目的：探讨高原低压缺氧暴露过程中大鼠心肌能量代谢及腺苷酸转位酶活性变化特点。方法：雄性Wistar大鼠随机分为正常对照组、缺氧1d组、5d组、15d组和30d组。缺氧组于模拟海拔5000m高原低压舱内连续缺氧23h／d。提取心室肌线粒体，Clark氧电极法测定线粒体氧化呼吸活性；HPLC法测量线粒体内腺苷酸含量；[^3H]-ADP掺入法测量线粒体ANT转运活性。结果：大鼠经缺氧1d、5d、15d后，ST3和RCR显著降低，缺氧30d时ST3仍显著低于对照组，ST4在缺氧1d、5d、15d时显著升高，缺氧30d时降低，RCR在30d时接近正常。缺氧1d和5d心肌线粒体ATP含量、ANT活性明显下降，缺氧15d时接近正常，缺氧30d时则再次降低。结论：缺氧对心肌线粒体氧化呼吸功能的抑制是导致线粒体内ATP含量下降的主要原因。
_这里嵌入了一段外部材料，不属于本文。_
// crates/warden-core/src/diff_audit.rs
// ============================================================================
// Module: Diff-Audit Gate
// Description: Verifies an execution graph is a faithful, unmodified encoding
//              of the Ir it was compiled from (§4.E).
// Purpose: Catch a compiler that silently dropped, reordered, or mutated a
//          step between validation and execution.
// Dependencies: crate::core, crate::ir
// ============================================================================

//! ## Overview
//! The diff-audit gate is the last pure check before a graph may be executed.
//! It re-derives what the graph *should* contain directly from the
//! [`crate::ir::Ir`] (one [`DagNodeRef`] per step, in step order) and compares
//! it against what the compiled graph actually claims, node by node. Any
//! mismatch — a missing step, an extra node, a reordering, or a hash that no
//! longer matches the IR step it claims to encode — fails the audit.

// ============================================================================
// SECTION: Imports
// ============================================================================

use serde::Deserialize;
use serde::Serialize;

use crate::core::canonical::CanonicalError;
use crate::core::canonical::hash_canonical_json;
use crate::core::ids::TenantId;
use crate::core::time::Timestamp;
use crate::core::value::ParamMap;
use crate::core::value::ParamValue;
use crate::events::Event;
use crate::events::EventMeta;
use crate::events::EventType;
use crate::ir::Ir;

// ============================================================================
// SECTION: Types
// ============================================================================

/// A reference to one DAG node as claimed by a compiled execution graph.
#[derive(Debug, Clone, PartialEq, Eq, Serialize, Deserialize)]
pub struct DagNodeRef {
    /// Effective id of the IR step this node claims to encode.
    pub ir_step_id: String,
    /// Content hash of the IR step this node claims to encode.
    pub ir_step_hash: String,
}

/// A single mismatch found between the IR and the compiled graph.
#[derive(Debug, Clone, PartialEq, Eq, Serialize, Deserialize)]
#[serde(tag = "kind", rename_all = "snake_case")]
pub enum DiffAuditMismatch {
    /// A step present in the IR has no corresponding graph node.
    MissingNode {
        /// Effective id of the missing step.
        ir_step_id: String,
    },
    /// A graph node does not correspond to any IR step.
    ExtraNode {
        /// Effective id claimed by the extra node.
        ir_step_id: String,
    },
    /// A graph node's claimed hash does not match the IR step's actual hash.
    HashMismatch {
        /// Effective id of the step.
        ir_step_id: String,
        /// Hash computed directly from the IR step.
        expected_hash: String,
        /// Hash claimed by the graph node.
        actual_hash: String,
    },
    /// The graph's node order does not match the IR's step order.
    OrderMismatch {
        /// Step ids in IR order.
        expected_order: Vec<String>,
        /// Step ids in graph order.
        actual_order: Vec<String>,
    },
}

/// Outcome of a diff-audit pass.
#[derive(Debug, Clone, PartialEq, Eq, Serialize, Deserialize)]
pub struct DiffAuditReport {
    /// True when the graph is a faithful encoding of the IR.
    pub is_faithful: bool,
    /// All mismatches found; empty iff `is_faithful`.
    pub mismatches: Vec<DiffAuditMismatch>,
    /// Canonical hash of the full IR, for audit linkage.
    pub ir_hash: String,
}

impl DiffAuditReport {
    /// Returns the audit `EventType` this report emits, per §4.E
    /// (`ir.dag_diff_ok|failed`).
    #[must_use]
    pub const fn event_type(&self) -> EventType {
        if self.is_faithful { EventType::IrDagDiffOk } else { EventType::IrDagDiffFailed }
    }

    /// Builds the audit [`Event`] this report emits, carrying mismatch
    /// counts only — never raw IR params (§4.E: "counts only").
    #[must_use]
    pub fn to_event(&self, tenant_id: TenantId, now: Timestamp) -> Event {
        let meta = EventMeta { tenant_id, request_id: None, graph_id: None };
        let mut payload = ParamMap::new();
        payload.insert(
            "mismatch_count".to_string(),
            ParamValue::Integer(i64::try_from(self.mismatches.len()).unwrap_or(i64::MAX)),
        );
        Event::new(self.event_type(), meta, payload, now)
    }
}

// ============================================================================
// SECTION: Diff-Audit
// ============================================================================

/// Compares `graph_nodes` (claimed by a compiled execution graph, in graph
/// order) against the steps of `ir` (in IR order) and reports every mismatch.
///
/// # Errors
///
/// Returns [`CanonicalError`] only if the IR itself fails to canonicalize;
/// step-level and ordering problems are reported as [`DiffAuditMismatch`]
/// entries, not errors.
pub fn diff_audit(ir: &Ir, graph_nodes: &[DagNodeRef]) -> Result<DiffAuditReport, CanonicalError> {
    let ir_hash = hash_canonical_json(ir)?;
    let mut mismatches = Vec::new();

    let mut expected: Vec<DagNodeRef> = Vec::with_capacity(ir.steps.len());
    for (index, step) in ir.steps.iter().enumerate() {
        let ir_step_hash = hash_canonical_json(step)?;
        expected.push(DagNodeRef { ir_step_id: step.effective_id(index), ir_step_hash });
    }

    let expected_ids: std::collections::HashSet<&str> =
        expected.iter().map(|node| node.ir_step_id.as_str()).collect();
    let actual_ids: std::collections::HashSet<&str> =
        graph_nodes.iter().map(|node| node.ir_step_id.as_str()).collect();

    for node in &expected {
        if !actual_ids.contains(node.ir_step_id.as_str()) {
            mismatches.push(DiffAuditMismatch::MissingNode { ir_step_id: node.ir_step_id.clone() });
        }
    }
    for node in graph_nodes {
        if !expected_ids.contains(node.ir_step_id.as_str()) {
            mismatches.push(DiffAuditMismatch::ExtraNode { ir_step_id: node.ir_step_id.clone() });
        }
    }

    for expected_node in &expected {
        if let Some(actual_node) =
            graph_nodes.iter().find(|node| node.ir_step_id == expected_node.ir_step_id)
            && actual_node.ir_step_hash != expected_node.ir_step_hash
        {
            mismatches.push(DiffAuditMismatch::HashMismatch {
                ir_step_id: expected_node.ir_step_id.clone(),
                expected_hash: expected_node.ir_step_hash.clone(),
                actual_hash: actual_node.ir_step_hash.clone(),
            });
        }
    }

    if mismatches.is_empty() {
        let expected_order: Vec<String> = expected.iter().map(|node| node.ir_step_id.clone()).collect();
        let actual_order: Vec<String> = graph_nodes.iter().map(|node| node.ir_step_id.clone()).collect();
        if expected_order != actual_order {
            mismatches.push(DiffAuditMismatch::OrderMismatch { expected_order, actual_order });
        }
    }

    Ok(DiffAuditReport { is_faithful: mismatches.is_empty(), mismatches, ir_hash })
}

#[cfg(test)]
#[allow(clippy::unwrap_used, reason = "test assertions")]
mod tests {
    use super::*;
    use crate::core::ids::TenantId;
    use crate::core::value::ParamMap;
    use crate::ir::Action;
    use crate::ir::IrStep;
    use crate::ir::Provider;

    fn sample_ir(idempotency_keys: &[&str]) -> Ir {
        let steps = idempotency_keys
            .iter()
            .map(|key| IrStep {
                action: Action::DeployWebsite,
                provider: Provider::DeployProviderV1,
                resource: "site".to_string(),
                params: ParamMap::new(),
                idempotency_key: (*key).to_string(),
                constraints: None,
                budget_cents: None,
                step_id: None,
                description: None,
            })
            .collect();
        Ir { tenant_id: TenantId::parse("acme").unwrap(), steps, request_id: None, created_at: None, labels: ParamMap::new() }
    }

    fn nodes_for(ir: &Ir) -> Vec<DagNodeRef> {
        ir.steps
            .iter()
            .enumerate()
            .map(|(index, step)| DagNodeRef {
                ir_step_id: step.effective_id(index),
                ir_step_hash: hash_canonical_json(step).unwrap(),
            })
            .collect()
    }

    #[test]
    fn faithful_graph_passes() {
        let ir = sample_ir(&["a", "b"]);
        let nodes = nodes_for(&ir);
        let report = diff_audit(&ir, &nodes).unwrap();
        assert!(report.is_faithful);
        assert!(report.mismatches.is_empty());
    }

    #[test]
    fn missing_node_detected() {
        let ir = sample_ir(&["a", "b"]);
        let mut nodes = nodes_for(&ir);
        nodes.remove(1);
        let report = diff_audit(&ir, &nodes).unwrap();
        assert!(!report.is_faithful);
        assert!(report.mismatches.iter().any(|m| matches!(m, DiffAuditMismatch::MissingNode { .. })));
    }

    #[test]
    fn extra_node_detected() {
        let ir = sample_ir(&["a"]);
        let mut nodes = nodes_for(&ir);
        nodes.push(DagNodeRef { ir_step_id: "ghost".to_string(), ir_step_hash: "deadbeef".to_string() });
        let report = diff_audit(&ir, &nodes).unwrap();
        assert!(report.mismatches.iter().any(|m| matches!(m, DiffAuditMismatch::ExtraNode { .. })));
    }

    #[test]
    fn tampered_hash_detected() {
        let ir = sample_ir(&["a"]);
        let mut nodes = nodes_for(&ir);
        nodes[0].ir_step_hash = "tampered".to_string();
        let report = diff_audit(&ir, &nodes).unwrap();
        assert!(report.mismatches.iter().any(|m| matches!(m, DiffAuditMismatch::HashMismatch { .. })));
    }

    #[test]
    fn reordered_nodes_detected() {
        let ir = sample_ir(&["a", "b"]);
        let mut nodes = nodes_for(&ir);
        nodes.swap(0, 1);
        let report = diff_audit(&ir, &nodes).unwrap();
        assert!(report.mismatches.iter().any(|m| matches!(m, DiffAuditMismatch::OrderMismatch { .. })));
    }
}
缺氧过程中ANT活性与线粒体内ATP含量成协调变化。

英文摘要：

AIM： To explore the changes of myocardial energy metabolism and adenine nueleofide transiocase activity in mitochondria in rats exposed to hypoxia. METHODS： Adult male Wistar rats were exposed to simulated high altitude at 5 000 m for control （0 d）, 1 d, 5 d, 15 d, 30 d in hypobaric chamber. Myocardial mitochondria were isolated by centrifugatinn. Mitochondria respiratory function was measured by Clark oxygen electrode. The size of adenine nucleotides pool （ ATP, ADP, AMP） in mitochondria were separated and measured by HPLC. ANT activity was measured by [^3H] - ADP incorporation. RESULTS： Compared to control, mitochondria state Ⅲ respiratory （ST3） and RCR decreased and ST4 increased sharply at 1 d, 5 d and 15 d, ST3 still lower than that in control at 30 d, while RCR level restored. ATP contents and ANT activity decreased at 1 d and 5 d, then restored to control level at 15 d, then decreased again at 30 d. CONCLUSION： The inhibition of mitochondria respiratory function is the main reason that makes ATP contents decrease during hypoxic exposure. ANT activity and ATP content change cooperatively.